EATONVILLE, Wash. - Parents and community members argued back and forth Wednesday night in Eatonville over a piece of technology meant to monitor possible COVID-19 contact between student-athletes.
People packed the bleachers of Eatonville High School Stadium for a school district board meeting.
The reason so many attended the meeting is due to the controversy over technology student-athletes are using.
Recently a COVID monitoring system was implemented. Student-athletes wear small tracking devices which shows their proximity to other athletes.
If there was a COVID case on one of the teams, the monitors could tell which players needed to quarantine. The district said this technology would allow them to more tightly determine exposures and avoid forcing entire teams to quarantine from the field/court, and class.
However, news of these devices created division among members of the community.
"It’s overreach. It makes me feel infringed upon. It’s infringing upon not necessarily me so much, but I don’t want to speak for the kids, but they’re my kids and I feel like their rights are being infringed upon," said Jason Ostendorf.
Ostendorf’s daughter plays volleyball and his son plays football. Both of his children have to wear the monitors he says.
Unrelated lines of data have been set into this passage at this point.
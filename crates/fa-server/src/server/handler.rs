//! Tunnel accept handler
//!
//! Completes the TLS handshake, reads the protocol tag and wires the tunnel
//! to the matching agent. Nothing is registered unless every step succeeds.

use std::sync::Arc;

use async_trait::async_trait;
use tokio_rustls::TlsAcceptor;

use fa_core::error::RelayError;
use fa_core::relay::{Acceptor, Incoming, Registry};
use fa_protocol::{read_tag, ProtocolTag};

use crate::discovery::AgentLocator;

/// Accept handler for the TLS listener
pub struct TunnelAcceptor {
    tls: TlsAcceptor,
    agents: Arc<dyn AgentLocator>,
}

impl TunnelAcceptor {
    pub fn new(tls: TlsAcceptor, agents: Arc<dyn AgentLocator>) -> Self {
        Self { tls, agents }
    }
}

#[async_trait]
impl Acceptor for TunnelAcceptor {
    async fn accept(&self, incoming: Incoming, registry: &mut Registry) -> Result<(), RelayError> {
        let Incoming::Tcp(tcp) = incoming else {
            return Err(RelayError::Transport(std::io::Error::new(
                std::io::ErrorKind::Unsupported,
                "tunnels are only accepted over TCP",
            )));
        };
        let peer = tcp.peer_addr()?;
        tcp.set_nodelay(true)?;

        let mut tunnel = self
            .tls
            .accept(tcp)
            .await
            .map_err(RelayError::Handshake)?;

        let tag = match read_tag(&mut tunnel).await {
            Ok(tag) => tag,
            Err(e) => {
                tracing::warn!("Dropping tunnel from {}: {}", peer, e);
                return Err(e.into());
            }
        };
        tracing::info!("Accepted {} tunnel from {}", tag, peer);

        match tag {
            ProtocolTag::Ssh => {
                let agent = self.agents.ssh_agent().await?;
                let id = registry.add_request_reply(tunnel, agent);
                tracing::debug!("SSH tunnel {} relaying to agent", id);
            }
            ProtocolTag::Gpg => {
                let agent = self.agents.gpg_agent().await?;
                let (tunnel_id, agent_id) = registry.add_pair(tunnel, agent);
                tracing::debug!("GPG tunnel {} paired with agent {}", tunnel_id, agent_id);
            }
        }
        Ok(())
    }
}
Ostendorf says what bothers him the most about these devices is the principle behind the issue of mandatory requirements due to COVID.
"This is the next thing that they’re going to do to monitor stuff. It’s been proven over the last year that the steps keep getting more stringent, and more infringed upon on our rights," he said.
However, other parents of student-athletes see the technology as a straightforward way for their kids to have the best chance to enjoy their school year.
"These kids have been cheated out of a lot in the last year and a half and this is one small thing that we can do to ensure that these athletes get field and court time," said Jill Bruun.
Bruun is the mom of a junior on the football team.
She says parents, and athletes had the chance to ask questions about these monitors during a meeting before the devices were implemented. She says she does not understand why there is controversy at this point in the process.
"I’m disheartened because there is misinformation floating around out there and I think if people would ask questions to the proper people in charge and actually listen to hear answers, versus listening to reply, I think all of this could have been avoided," she said.
Public input went on for about an hour with people speaking both for and against the monitors.
Q13 News spoke to some of the people in attendance who said they did not have children playing sports, and, or did not have children who went to the school.
The school board said the monitors are not being used right now and that parents, athletes, and coaches will be the ones who make the decision on whether to use them again.